Préfet, politiques locaux, chefs de Cour et de juridictions, étudiants, magistrats,
avocats, policiers et gendarmes participaient à ce débat. Dans le viseur :
les rapports entre la police, la gendarmerie et l’institution judiciaire.
Mardi 1er février, le ministre de l’Intérieur
Gérald Darmanin accompagnait le garde des Sceaux Éric Dupond-Moretti en
Dordogne. D’abord en visite dans un Centre d’éducation fermé (CEF) à Bergerac,
les deux hommes se sont rendus à l’école
de police de Périgueux pour une série de questions-réponses dans le cadre des
États généraux de la Justice, lancés le 18 octobre 2021 par le président de la
République. Un lieu qui n’était pas dû au hasard, puisque le thème du jour
était consacré à la relation entre la police, la gendarmerie et la justice.

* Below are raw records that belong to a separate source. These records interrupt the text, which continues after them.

//! IAS shell configuration
//!
//! The shell has a single always-on interactive mode, so configuration is a
//! plain value handed to the session by whoever boots it. Defaults reproduce
//! the device firmware; [`ShellConfig::host`] is the preset used when the shell
//! runs on a desktop terminal.
//!
//! # Usage
//!
//! ```rust
//! use ias::util::config::ShellConfig;
//!
//! let config = ShellConfig::from_ron_str(r#"(continuation_prompt: ".. ")"#).unwrap();
//! assert_eq!(config.prompt, "> ");
//! assert_eq!(config.continuation_prompt, ".. ");
//! ```

use serde::{Deserialize, Serialize};

/// Carriage return, the device line terminator
pub const CR: u8 = 0x0D;
/// Line feed
pub const LF: u8 = 0x0A;

/// Environment variable holding a RON document that overrides the host preset
pub const CONFIG_ENV: &str = "IAS_CONFIG";

/// Shell configuration
#[derive(Debug, Clone, PartialEq, Eq, Serialize, Deserialize)]
#[serde(default)]
pub struct ShellConfig {
    /// Prompt shown when no statement is open
    pub prompt: String,
    /// Prompt shown while a statement spans several lines
    pub continuation_prompt: String,
    /// Prefix written before the inspected result of a statement
    pub result_prefix: String,
    /// Prefix written before a syntax error message
    pub syntax_error_prefix: String,
    /// Lines that end the session when no statement is open
    pub exit_commands: Vec<String>,
    /// Line printed when the session ends
    pub farewell: String,
    /// Bytes that terminate an input line
    pub terminators: Vec<u8>,
    /// Echo received bytes back to the transport
    pub echo: bool,
    /// Line ending written for every `\n` of output
    pub line_ending: String,
    /// Maximum number of bytes kept per input line
    pub max_line_len: usize,
    /// Print the greeting after every runtime (re)initialization
    pub banner: bool,
}

impl Default for ShellConfig {
    fn default() -> Self {
        Self {
            prompt: "> ".to_string(),
            continuation_prompt: "* ".to_string(),
            result_prefix: " => ".to_string(),
            syntax_error_prefix: "Syntax Error: ".to_string(),
            exit_commands: vec!["quit".to_string(), "exit".to_string()],
            farewell: "Bye!".to_string(),
            terminators: vec![CR],
            echo: true,
            line_ending: "\r\n".to_string(),
            max_line_len: 1024,
            banner: true,
        }
    }
}

impl ShellConfig {
    /// Preset for a desktop terminal: the terminal echoes and sends LF.
    pub fn host() -> Self {
        Self {
            terminators: vec![CR, LF],
            echo: false,
            line_ending: "\n".to_string(),
            ..Self::default()
        }
    }

    /// Host preset with the overrides from `IAS_CONFIG`, if it is set.
    /// The variable holds the document itself; nothing is read from disk.
    pub fn host_from_env() -> Result<Self, ConfigError> {
        match std::env::var(CONFIG_ENV) {
            Ok(source) => Self::host().with_ron_overrides(&source),
            Err(_) => Ok(Self::host()),
        }
    }

    /// Parse a RON document; missing fields keep their defaults.
    pub fn from_ron_str(source: &str) -> Result<Self, ConfigError> {
        Self::default().with_ron_overrides(source)
    }

    /// Replace the fields named in a RON document, keep the rest.
    pub fn with_ron_overrides(
        mut self,
        source: &str,
    ) -> Result<Self, ConfigError> {
        let overrides: Overrides = ron::Options::default()
            .with_default_extension(ron::extensions::Extensions::IMPLICIT_SOME)
            .from_str(source)
            .map_err(ConfigError::ParseError)?;
        overrides.apply(&mut self);
        self.validate()?;
        Ok(self)
    }

    /// Render the configuration as RON.
    pub fn to_ron_string(&self) -> Result<String, ConfigError> {
        ron::ser::to_string_pretty(self, ron::ser::PrettyConfig::default())
            .map_err(ConfigError::SerializeError)
    }

    /// Check the invariants the line reader relies on.
    pub fn validate(&self) -> Result<(), ConfigError> {
        if self.terminators.is_empty() {
            return Err(ConfigError::Invalid("at least one line terminator is required".into()));
        }
        if self.max_line_len == 0 {
            return Err(ConfigError::Invalid("max_line_len must be positive".into()));
        }
        Ok(())
    }

    /// Whether `byte` ends an input line
    #[inline]
    pub fn is_terminator(
        &self,
        byte: u8,
    ) -> bool {
        self.terminators.contains(&byte)
    }

    /// Whether `line` is one of the exit commands
    pub fn is_exit_command(
        &self,
        line: &str,
    ) -> bool {
        let line = line.trim();
        self.exit_commands.iter().any(|cmd| cmd == line)
    }
}

/// Fields a RON document may set. Absent fields leave the base untouched.
#[derive(Debug, Default, Deserialize)]
#[serde(default, deny_unknown_fields)]
struct Overrides {
    prompt: Option<String>,
    continuation_prompt: Option<String>,
    result_prefix: Option<String>,
    syntax_error_prefix: Option<String>,
    exit_commands: Option<Vec<String>>,
    farewell: Option<String>,
    terminators: Option<Vec<u8>>,
    echo: Option<bool>,
    line_ending: Option<String>,
    max_line_len: Option<usize>,
    banner: Option<bool>,
}

impl Overrides {
    fn apply(
        self,
        config: &mut ShellConfig,
    ) {
        macro_rules! set {
            ($($field:ident),*) => {
                $(if let Some(value) = self.$field {
                    config.$field = value;
                })*
            };
        }
        set!(
            prompt,
            continuation_prompt,
            result_prefix,
            syntax_error_prefix,
            exit_commands,
            farewell,
            terminators,
            echo,
            line_ending,
            max_line_len,
            banner
        );
    }
}

/// Configuration errors
#[derive(Debug)]
pub enum ConfigError {
    ParseError(ron::error::SpannedError),
    SerializeError(ron::Error),
    Invalid(String),
}

impl std::fmt::Display for ConfigError {
    fn fmt(
        &self,
        f: &mut std::fmt::Formatter<'_>,
    ) -> std::fmt::Result {
        match self {
            ConfigError::ParseError(e) => write!(f, "Config parse error: {}", e),
            ConfigError::SerializeError(e) => write!(f, "Config serialize error: {}", e),
            ConfigError::Invalid(msg) => write!(f, "Invalid config: {}", msg),
        }
    }
}

impl std::error::Error for ConfigError {}

#[cfg(test)]
mod tests {
    use super::*;

    #[test]
    fn defaults_match_device_firmware() {
        let config = ShellConfig::default();
        assert_eq!(config.prompt, "> ");
        assert_eq!(config.continuation_prompt, "* ");
        assert_eq!(config.terminators, vec![CR]);
        assert_eq!(config.max_line_len, 1024);
        assert!(config.echo);
    }

    #[test]
    fn partial_ron_keeps_defaults() {
        let config = ShellConfig::from_ron_str(r#"(farewell: "ciao", echo: false)"#).unwrap();
        assert_eq!(config.farewell, "ciao");
        assert!(!config.echo);
        assert_eq!(config.result_prefix, " => ");
    }

    #[test]
    fn overrides_apply_on_top_of_host_preset() {
        let config = ShellConfig::host()
            .with_ron_overrides(r#"(prompt: "ias> ", banner: false)"#)
            .unwrap();
        assert_eq!(config.prompt, "ias> ");
        assert!(!config.banner);
        assert!(!config.echo);
        assert_eq!(config.line_ending, "\n");
    }

    #[test]
    fn unknown_fields_are_rejected() {
        let err = ShellConfig::host().with_ron_overrides("(promt: \"x\")").unwrap_err();
        assert!(matches!(err, ConfigError::ParseError(_)));
    }

    #[test]
    fn renders_back_to_ron() {
        let text = ShellConfig::host().to_ron_string().unwrap();
        assert_eq!(ShellConfig::from_ron_str(&text).unwrap(), ShellConfig::host());
    }

    #[test]
    fn rejects_empty_terminators() {
        let err = ShellConfig::from_ron_str("(terminators: [])").unwrap_err();
        assert!(matches!(err, ConfigError::Invalid(_)));
    }

    #[test]
    fn exit_commands_ignore_surrounding_space() {
        let config = ShellConfig::default();
        assert!(config.is_exit_command("  quit "));
        assert!(config.is_exit_command("exit"));
        assert!(!config.is_exit_command("quit!"));
    }

    #[test]
    fn host_preset_accepts_lf() {
        let config = ShellConfig::host();
        assert!(config.is_terminator(LF));
        assert!(config.is_terminator(CR));
        assert_eq!(config.line_ending, "\n");
    }
}
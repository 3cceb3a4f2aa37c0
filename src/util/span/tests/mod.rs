//! Span unit tests

use crate::util::span::{Position, Span};

#[test]
fn test_position_display() {
    let pos = Position::new(10, 20);
    assert_eq!(format!("{}", pos), "10:20");
}

#[test]
fn test_dummy_span() {
    let span = Span::dummy();
    assert!(span.is_dummy());
    assert!(span.is_empty());
}

#[test]
fn test_span_len_and_join() {
    let a = Span::new(Position::with_offset(1, 1, 0), Position::with_offset(1, 4, 3));
    let b = Span::new(Position::with_offset(2, 1, 6), Position::with_offset(2, 3, 8));
    assert_eq!(a.len(), 3);
    let joined = a.to(b);
    assert_eq!(joined.start, a.start);
    assert_eq!(joined.end, b.end);
    assert_eq!(joined.len(), 8);
    assert_eq!(format!("{}", joined), "[1:1 - 2:3]");
}
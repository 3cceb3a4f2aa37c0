//! Infix expression parsing (led - left denotation)

use super::ast::*;
use super::nud::is_attr_name;
use super::state::*;
use crate::frontend::lexer::TokenKind;

/// Method name called by a binary operator token
fn binary_method(kind: &TokenKind) -> Option<&'static str> {
    let name = match kind {
        TokenKind::Plus => "+",
        TokenKind::Minus => "-",
        TokenKind::Star => "*",
        TokenKind::Pow => "**",
        TokenKind::Slash => "/",
        TokenKind::Percent => "%",
        TokenKind::EqEq => "==",
        TokenKind::EqEqEq => "===",
        TokenKind::NotEq => "!=",
        TokenKind::Match => "=~",
        TokenKind::Lt => "<",
        TokenKind::Gt => ">",
        TokenKind::Le => "<=",
        TokenKind::Ge => ">=",
        TokenKind::Cmp => "<=>",
        TokenKind::Amp => "&",
        TokenKind::Pipe => "|",
        TokenKind::Caret => "^",
        TokenKind::Shl => "<<",
        TokenKind::Shr => ">>",
        _ => return None,
    };
    Some(name)
}

impl<'a> ParserState<'a> {
    /// Left and right binding power of the infix operator at the cursor
    #[inline]
    pub(crate) fn infix_info(&self) -> Option<(u8, u8)> {
        let bp = match self.kind() {
            TokenKind::Question => (BP_TERNARY, BP_TERNARY),
            TokenKind::DotDot | TokenKind::DotDotDot => (BP_RANGE, BP_RANGE + 1),
            TokenKind::OrOr => (BP_OROR, BP_OROR + 1),
            TokenKind::AndAnd => (BP_ANDAND, BP_ANDAND + 1),
            TokenKind::EqEq
            | TokenKind::NotEq
            | TokenKind::EqEqEq
            | TokenKind::Cmp
            | TokenKind::Match
            | TokenKind::NotMatch => (BP_EQ, BP_EQ + 1),
            TokenKind::Lt | TokenKind::Gt | TokenKind::Le | TokenKind::Ge => (BP_CMP, BP_CMP + 1),
            TokenKind::Pipe | TokenKind::Caret => (BP_BOR, BP_BOR + 1),
            TokenKind::Amp => (BP_BAND, BP_BAND + 1),
            TokenKind::Shl | TokenKind::Shr => (BP_SHIFT, BP_SHIFT + 1),
            TokenKind::Plus | TokenKind::Minus => (BP_ADD, BP_ADD + 1),
            TokenKind::Star | TokenKind::Slash | TokenKind::Percent => (BP_MUL, BP_MUL + 1),
            // right associative
            TokenKind::Pow => (BP_POW, BP_POW),
            TokenKind::Dot | TokenKind::ColonColon | TokenKind::LBracket => (BP_CALL, BP_CALL + 1),
            _ => return None,
        };
        Some(bp)
    }

    pub(crate) fn parse_infix(
        &mut self,
        lhs: Expr,
        rbp: u8,
    ) -> PResult<Expr> {
        let op = self.bump();
        let start = lhs.span;
        match op.kind {
            TokenKind::Question => {
                let then_expr = self.parse_expression(BP_TERNARY)?;
                self.expect(&TokenKind::Colon, "':'")?;
                let else_expr = self.parse_expression(BP_TERNARY)?;
                Ok(Expr::new(
                    ExprKind::If {
                        cond: Box::new(lhs),
                        then_body: vec![then_expr],
                        else_body: vec![else_expr],
                    },
                    self.span_from(start),
                ))
            }
            TokenKind::DotDot | TokenKind::DotDotDot => {
                // endless: `(1..)`, `a[2..]`
                let hi = if matches!(
                    self.kind(),
                    TokenKind::RParen | TokenKind::RBracket | TokenKind::KwThen
                ) {
                    Expr::new(ExprKind::Nil, op.span)
                } else {
                    self.parse_expression(rbp)?
                };
                Ok(Expr::new(
                    ExprKind::Range {
                        lo: Box::new(lhs),
                        hi: Box::new(hi),
                        exclusive: op.kind == TokenKind::DotDotDot,
                    },
                    self.span_from(start),
                ))
            }
            TokenKind::OrOr => {
                let rhs = self.parse_expression(rbp)?;
                Ok(Expr::new(
                    ExprKind::Or(Box::new(lhs), Box::new(rhs)),
                    self.span_from(start),
                ))
            }
            TokenKind::AndAnd => {
                let rhs = self.parse_expression(rbp)?;
                Ok(Expr::new(
                    ExprKind::And(Box::new(lhs), Box::new(rhs)),
                    self.span_from(start),
                ))
            }
            TokenKind::NotMatch => {
                let rhs = self.parse_expression(rbp)?;
                let matched = self.call(Some(lhs), "=~".into(), vec![Arg::Expr(rhs)], None, false, start);
                Ok(Expr::new(ExprKind::Not(Box::new(matched)), self.span_from(start)))
            }
            TokenKind::Dot => self.parse_method_call(lhs),
            TokenKind::ColonColon => {
                if let TokenKind::Const(name) = self.kind().clone() {
                    let paren_call =
                        self.peek_nth(1).kind == TokenKind::LParen && !self.peek_nth(1).spaced;
                    if !paren_call {
                        self.bump();
                        return Ok(Expr::new(
                            ExprKind::Const {
                                scope: Some(Box::new(lhs)),
                                name,
                            },
                            self.span_from(start),
                        ));
                    }
                }
                self.parse_method_call(lhs)
            }
            TokenKind::LBracket => {
                let (args, pass) =
                    self.with_do_block(|p| p.parse_arg_list(Some(&TokenKind::RBracket)))?;
                self.expect(&TokenKind::RBracket, "']'")?;
                let block = self.parse_block_opt(pass)?;
                Ok(self.call(Some(lhs), "[]".into(), args, block, false, start))
            }
            ref kind => {
                let Some(name) = binary_method(kind) else {
                    return Err(self.unexpected(None));
                };
                let rhs = self.parse_expression(rbp)?;
                Ok(self.call(Some(lhs), name.into(), vec![Arg::Expr(rhs)], None, false, start))
            }
        }
    }

    /// Method name and arguments after `.` or `::`.
    fn parse_method_call(
        &mut self,
        recv: Expr,
    ) -> PResult<Expr> {
        let start = recv.span;
        let name = match self.kind().clone() {
            TokenKind::Ident(name) | TokenKind::Const(name) => {
                self.bump();
                name
            }
            TokenKind::LParen => "call".to_string(),
            _ => return Err(self.unexpected(Some("method name"))),
        };
        let (args, pass) = if self.at(&TokenKind::LParen) && !self.current().spaced {
            self.parse_paren_args()?
        } else if self.command_arg_start() {
            self.without_do_block(|p| p.parse_arg_list(None))?
        } else {
            (Vec::new(), None)
        };
        let block = self.parse_block_opt(pass)?;
        Ok(self.call(Some(recv), name, args, block, false, start))
    }

    /// `lhs = value` and `lhs op= value`. Right associative.
    pub(crate) fn parse_assignment(
        &mut self,
        lhs: Expr,
    ) -> PResult<Expr> {
        let start = lhs.span;
        let op = self.bump();
        let target = self.assign_target(lhs)?;
        let value = self.parse_expression(BP_ASSIGN)?;
        let kind = match op.kind {
            TokenKind::OpAssign(op) => ExprKind::OpAssign {
                target: Box::new(target),
                op,
                value: Box::new(value),
            },
            _ => ExprKind::Assign {
                target: Box::new(target),
                value: Box::new(value),
            },
        };
        Ok(Expr::new(kind, self.span_from(start)))
    }

    fn assign_target(
        &mut self,
        lhs: Expr,
    ) -> PResult<Target> {
        let span = lhs.span;
        match lhs.kind {
            ExprKind::LocalVar(name) => Ok(Target::Local(name)),
            ExprKind::IVar(name) => Ok(Target::IVar(name)),
            ExprKind::GVar(name) => Ok(Target::GVar(name)),
            ExprKind::Const { scope: None, name } => {
                if self.in_def() {
                    Err(self.invalid("dynamic constant assignment", span))
                } else {
                    Ok(Target::Const(name))
                }
            }
            ExprKind::SelfRef => Err(self.invalid("Can't change the value of self", span)),
            ExprKind::Nil => Err(self.invalid("Can't assign to nil", span)),
            ExprKind::True => Err(self.invalid("Can't assign to true", span)),
            ExprKind::False => Err(self.invalid("Can't assign to false", span)),
            ExprKind::Call(call) => {
                let CallExpr {
                    recv,
                    name,
                    args,
                    vcall,
                    ..
                } = *call;
                match recv {
                    None if vcall => {
                        self.declare(&name);
                        Ok(Target::Local(name))
                    }
                    Some(recv) if name == "[]" => Ok(Target::Index { recv, args }),
                    Some(recv) if args.is_empty() && is_attr_name(&name) => {
                        Ok(Target::Attr { recv, name })
                    }
                    _ => Err(self.invalid("syntax error, unexpected '='", span)),
                }
            }
            _ => Err(self.invalid("syntax error, unexpected '='", span)),
        }
    }
}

Pour Gérald Darmanin, l’existence de cette réunion en ce lieu « montre
à la fois l’ouverture à la discussion et le respect qu’a le garde des Sceaux
envers les policiers et les gendarmes, qui sont des auxiliaires de
justice ».
«
Dans la même barque républicaine »
« Cette réunion revêt pour moi
une importance particulière,
a assuré quant à lui le ministre de la Justice. Parce que j’ai la certitude
absolue que la justice n’est rien sans la police et que la police n’est rien
sans la justice. » Avec un souhait pour cette réunion : « échanger
sur tous les sujets sans aucun tabou ». Éric Dupond-Moretti a rappelé
qu’un comité indépendant avait été mis en place pour garantir le bon
déroulement de ces États généraux, composé notamment de la Première présidente
de la Cour de cassation Chantal Arens, ainsi que du président du Conseil
national des barreaux Jérôme Gavaudan.
Le ministre de l’Intérieur a
cependant regretté un certain « recroquevillement » de son
administration. « Dans les écoles de police, je dis toujours aux
policiers et aux gendarmes la même phrase : intéressez-vous au monde
extérieur de la police et de la gendarmerie. Il ne faut pas rester dans son
monde, et il faut s’intéresser au débat public lorsqu’on est fonctionnaire de
police et de gendarmerie. Dans une école de police, ce qui est intéressant
c’est aussi construire demain, quelle sera la délinquance de demain, quelle
sera la relation avec l’autorité judiciaire de demain. »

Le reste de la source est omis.